### DATA RECORDS

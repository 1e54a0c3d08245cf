use std::cell::RefCell;
use std::rc::Rc;

use super::*;
use crate::dom::NodeClass;
use pretty_assertions::assert_eq;

fn hashtag_options(html: &str) -> EditorOptions {
    EditorOptions::new("editor")
        .with_html(html)
        .with_hashtags(true)
}

fn hashtag_span(editor: &Editor) -> NodeId {
    let doc = editor.document();
    doc.descendants(doc.root())
        .into_iter()
        .find(|node| doc.class_of(*node) == NodeClass::Hashtag)
        .expect("hashtag tagged")
}

/// Records every payload as JSON and answers with no enrichment.
fn recording_callback(
    log: &Rc<RefCell<Vec<serde_json::Value>>>,
) -> impl FnMut(Ticket, &CallbackPayload) -> CallbackReply + 'static {
    let log = Rc::clone(log);
    move |_: Ticket, payload: &CallbackPayload| {
        let value = serde_json::to_value(payload).expect("payload serializes");
        log.borrow_mut().push(value);
        CallbackReply::Done(Enrichment::new())
    }
}

#[test]
fn hashtags_in_loaded_text_are_tagged_and_tracked() {
    let editor = Editor::new(hashtag_options("<p>hello #rust world</p>")).expect("editor loads");
    let span = hashtag_span(&editor);
    let doc = editor.document();
    assert_eq!(doc.text_content(span), "#rust");
    assert_eq!(doc.attribute(span, "contenteditable"), Some("false"));
    assert_eq!(doc.text_content(doc.root()), "hello #rust world");

    let hashtags = editor.tracked().list(TrackedKind::Hashtag);
    assert_eq!(hashtags.len(), 1);
    assert_eq!(hashtags[0].tag.as_deref(), Some("rust"));
    assert_eq!(hashtags[0].element, span);
    assert!(hashtags[0].element_id.starts_with("hashtag_"));
}

#[test]
fn urls_are_tagged_when_enabled() {
    let options = EditorOptions::new("editor")
        .with_html("<p>see https://example.com/page now</p>")
        .with_urllinks(true);
    let editor = Editor::new(options).expect("editor loads");
    let links = editor.tracked().list(TrackedKind::Urllink);
    assert_eq!(links.len(), 1);
    assert_eq!(links[0].url.as_deref(), Some("https://example.com/page"));
    assert!(editor.tracked().list(TrackedKind::Hashtag).is_empty());
}

#[test]
fn classification_is_off_by_default() {
    let editor = Editor::new(EditorOptions::new("editor").with_html("<p>#rust</p>"))
        .expect("editor loads");
    assert_eq!(editor.html(), "<p>#rust</p>");
    assert!(editor.tracked().list(TrackedKind::Hashtag).is_empty());
}

#[test]
fn typed_hashtag_is_tagged_when_completed() {
    let mut editor = Editor::new(hashtag_options("")).expect("editor loads");
    for ch in ['#', 'r', 's'] {
        editor.handle_key(Key::Char(ch)).expect("typed");
    }
    assert!(editor.tracked().list(TrackedKind::Hashtag).is_empty());

    editor.handle_key(Key::Char(' ')).expect("typed");
    let hashtags = editor.tracked().list(TrackedKind::Hashtag);
    assert_eq!(hashtags.len(), 1);
    assert_eq!(hashtags[0].tag.as_deref(), Some("rs"));
    let root = editor.root();
    assert_eq!(editor.document().text_content(root), "#rs ");
}

#[test]
fn payloads_serialize_only_the_keys_they_carry() {
    let log = Rc::new(RefCell::new(Vec::new()));
    Editor::with_callback(
        hashtag_options("<p>hello #rust</p>"),
        recording_callback(&log),
    )
    .expect("editor loads");

    let log = log.borrow();
    let announced = log
        .iter()
        .find(|value| value.get("hashtag").is_some())
        .expect("hashtags announced");
    assert_eq!(announced["hashtag"][0]["tag"], serde_json::json!("rust"));
    assert!(
        announced["hashtag"][0]["elementId"]
            .as_str()
            .is_some_and(|id| id.starts_with("hashtag_"))
    );
    assert!(announced.get("commandTracker").is_none());

    let last = log.last().expect("selection reported");
    assert_eq!(last["caratPosition"], serde_json::json!({ "row": 0, "column": 0 }));
    assert_eq!(last["commandTracker"]["bold"], serde_json::json!(false));
    assert!(last.get("image").is_none());
}

#[test]
fn synchronous_enrichment_styles_and_binds_clicks() {
    let clicked: Rc<RefCell<Vec<Option<String>>>> = Rc::new(RefCell::new(Vec::new()));
    let sink = Rc::clone(&clicked);
    let callback = move |_: Ticket, payload: &CallbackPayload| {
        let mut enrichment = Enrichment::new();
        for item in payload.items(TrackedKind::Hashtag).unwrap_or_default() {
            let sink = Rc::clone(&sink);
            let enriched = item
                .clone()
                .with_style("color", "#0000ff")
                .with_onclick(move |item| sink.borrow_mut().push(item.tag.clone()));
            enrichment = enrichment.with(TrackedKind::Hashtag, enriched);
        }
        CallbackReply::Done(enrichment)
    };
    let mut editor =
        Editor::with_callback(hashtag_options("<p>a #rust b</p>"), callback).expect("editor loads");

    let span = hashtag_span(&editor);
    let hashtags = editor.tracked().list(TrackedKind::Hashtag);
    assert_eq!(hashtags.len(), 1);
    assert_eq!(
        hashtags[0].style.get("color").map(String::as_str),
        Some("#0000ff")
    );
    assert_eq!(
        editor.document().attribute(span, "style"),
        Some("color: #0000ff;")
    );

    let inner = editor.document().first_child(span).expect("hashtag text");
    assert!(editor.click(inner));
    assert_eq!(*clicked.borrow(), vec![Some("rust".to_string())]);

    let root = editor.root();
    let line = editor.document().first_child(root).expect("line");
    assert!(!editor.click(line));
}

#[test]
fn deferred_enrichment_is_applied_when_resolved() {
    let tickets: Rc<RefCell<Vec<(Ticket, TrackedItem)>>> = Rc::new(RefCell::new(Vec::new()));
    let sink = Rc::clone(&tickets);
    let callback = move |ticket: Ticket, payload: &CallbackPayload| {
        if let Some(items) = payload.items(TrackedKind::Hashtag) {
            for item in items {
                sink.borrow_mut().push((ticket, item.clone()));
            }
        }
        CallbackReply::Deferred
    };
    let mut editor =
        Editor::with_callback(hashtag_options("<p>#rust</p>"), callback).expect("editor loads");
    assert_eq!(editor.pending_enrichments(), 1);

    let (ticket, item) = tickets.borrow()[0].clone();
    let enrichment = Enrichment::new().with(
        TrackedKind::Hashtag,
        item.with_style("background", "#00ff00"),
    );
    editor
        .resolve_enrichment(ticket, Ok(enrichment))
        .expect("resolves");
    assert_eq!(editor.pending_enrichments(), 0);
    let hashtags = editor.tracked().list(TrackedKind::Hashtag);
    assert_eq!(
        hashtags[0].style.get("background").map(String::as_str),
        Some("#00ff00")
    );

    // a second answer for the same ticket is dropped
    editor
        .resolve_enrichment(ticket, Ok(Enrichment::new()))
        .expect("ignored");
    assert_eq!(editor.tracked().list(TrackedKind::Hashtag).len(), 1);
}

#[test]
fn failed_enrichment_keeps_the_content() {
    let tickets: Rc<RefCell<Vec<Ticket>>> = Rc::new(RefCell::new(Vec::new()));
    let sink = Rc::clone(&tickets);
    let callback = move |ticket: Ticket, payload: &CallbackPayload| {
        if payload.items(TrackedKind::Hashtag).is_some() {
            sink.borrow_mut().push(ticket);
        }
        CallbackReply::Deferred
    };
    let mut editor =
        Editor::with_callback(hashtag_options("<p>#rust</p>"), callback).expect("editor loads");
    let ticket = tickets.borrow()[0];
    editor
        .resolve_enrichment(ticket, Err("lookup failed".to_string()))
        .expect("failure is not an error");
    assert_eq!(editor.pending_enrichments(), 0);
    assert_eq!(editor.tracked().list(TrackedKind::Hashtag).len(), 1);
    assert_eq!(editor.document().text_content(editor.root()), "#rust");
}

#[test]
fn removed_atomic_content_is_reported() {
    let log = Rc::new(RefCell::new(Vec::new()));
    let mut editor = Editor::with_callback(
        hashtag_options("<p>hello #rust</p>"),
        recording_callback(&log),
    )
    .expect("editor loads");
    let span = hashtag_span(&editor);
    editor.document_mut().remove(span);
    editor.reconcile().expect("reconciles");

    assert!(editor.tracked().list(TrackedKind::Hashtag).is_empty());
    let log = log.borrow();
    let removed = log
        .iter()
        .rev()
        .find(|value| value.get("removed").is_some())
        .expect("removal reported");
    assert_eq!(removed["removed"]["hashtag"][0]["tag"], serde_json::json!("rust"));
}

#[test]
fn detaching_drops_pending_enrichment() {
    let callback = |_: Ticket, _: &CallbackPayload| CallbackReply::Deferred;
    let mut editor =
        Editor::with_callback(hashtag_options("<p>#rust</p>"), callback).expect("editor loads");
    assert_eq!(editor.pending_enrichments(), 1);
    editor.detach();
    assert_eq!(editor.pending_enrichments(), 0);
}

#[test]
fn loaded_ids_are_kept_whatever_their_prefix() {
    let editor = Editor::new(EditorOptions::new("editor").with_html(
        "<p>a</p><div class=\"_custom_\" id=\"weather\"><p>inside</p></div><p>b</p>",
    ))
    .expect("editor loads");
    let customs = editor.tracked().list(TrackedKind::Custom);
    assert_eq!(customs.len(), 1);
    assert_eq!(customs[0].element_id, "weather");
    assert_eq!(editor.document().find_by_id("weather"), Some(customs[0].element));
}

#[test]
fn removed_widget_is_forgotten_by_node_not_id() {
    let log = Rc::new(RefCell::new(Vec::new()));
    let mut editor = Editor::with_callback(
        EditorOptions::new("editor").with_html("<p>a</p>"),
        recording_callback(&log),
    )
    .expect("editor loads");
    let spec = CustomSpec {
        element_id: Some("weather".to_string()),
        markup: "<p>inside</p>".to_string(),
        ..CustomSpec::default()
    };
    editor
        .apply_command(Command::Custom(spec))
        .expect("command applies");
    assert_eq!(editor.tracked().list(TrackedKind::Custom).len(), 1);

    let widget = editor.document().find_by_id("weather").expect("widget");
    editor.document_mut().remove(widget);
    editor.reconcile().expect("reconciles");

    assert!(editor.tracked().list(TrackedKind::Custom).is_empty());
    let log = log.borrow();
    let removed = log
        .iter()
        .rev()
        .find(|value| value.get("removed").is_some())
        .expect("removal reported");
    assert_eq!(
        removed["removed"]["custom"][0]["elementId"],
        serde_json::json!("weather")
    );
}

#[test]
fn pasted_hashtags_are_tagged() {
    let mut editor = Editor::new(hashtag_options("<p>a</p>")).expect("editor loads");
    let root = editor.root();
    let line = editor.document().first_child(root).expect("line");
    editor.set_caret(line, Position::End).expect("caret");
    editor.paste(" hello #rust and more").expect("pasted");

    let hashtags = editor.tracked().list(TrackedKind::Hashtag);
    assert_eq!(hashtags.len(), 1);
    assert_eq!(hashtags[0].tag.as_deref(), Some("rust"));
    assert_eq!(editor.document().text_content(root), "a hello #rust and more");
    assert_eq!(
        editor.caret_position().expect("caret"),
        Some(CaretPosition { row: 0, column: 22 })
    );
}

### ACTIVITY
What is needed is an exact copy of the entries from their first line down to the line with "assert_eq!(hashtags[0].element, span);", that line included, and nothing beyond it.

### ANSWER SECTION
repository 1e54a0c3d08245cf
use std::cell::RefCell;
use std::rc::Rc;

use super::*;
use crate::dom::NodeClass;
use pretty_assertions::assert_eq;

fn hashtag_options(html: &str) -> EditorOptions {
    EditorOptions::new("editor")
        .with_html(html)
        .with_hashtags(true)
}

fn hashtag_span(editor: &Editor) -> NodeId {
    let doc = editor.document();
    doc.descendants(doc.root())
        .into_iter()
        .find(|node| doc.class_of(*node) == NodeClass::Hashtag)
        .expect("hashtag tagged")
}

/// Records every payload as JSON and answers with no enrichment.
fn recording_callback(
    log: &Rc<RefCell<Vec<serde_json::Value>>>,
) -> impl FnMut(Ticket, &CallbackPayload) -> CallbackReply + 'static {
    let log = Rc::clone(log);
    move |_: Ticket, payload: &CallbackPayload| {
        let value = serde_json::to_value(payload).expect("payload serializes");
        log.borrow_mut().push(value);
        CallbackReply::Done(Enrichment::new())
    }
}

#[test]
fn hashtags_in_loaded_text_are_tagged_and_tracked() {
    let editor = Editor::new(hashtag_options("<p>hello #rust world</p>")).expect("editor loads");
    let span = hashtag_span(&editor);
    let doc = editor.document();
    assert_eq!(doc.text_content(span), "#rust");
    assert_eq!(doc.attribute(span, "contenteditable"), Some("false"));
    assert_eq!(doc.text_content(doc.root()), "hello #rust world");

    let hashtags = editor.tracked().list(TrackedKind::Hashtag);
    assert_eq!(hashtags.len(), 1);
    assert_eq!(hashtags[0].tag.as_deref(), Some("rust"));
    assert_eq!(hashtags[0].element, span);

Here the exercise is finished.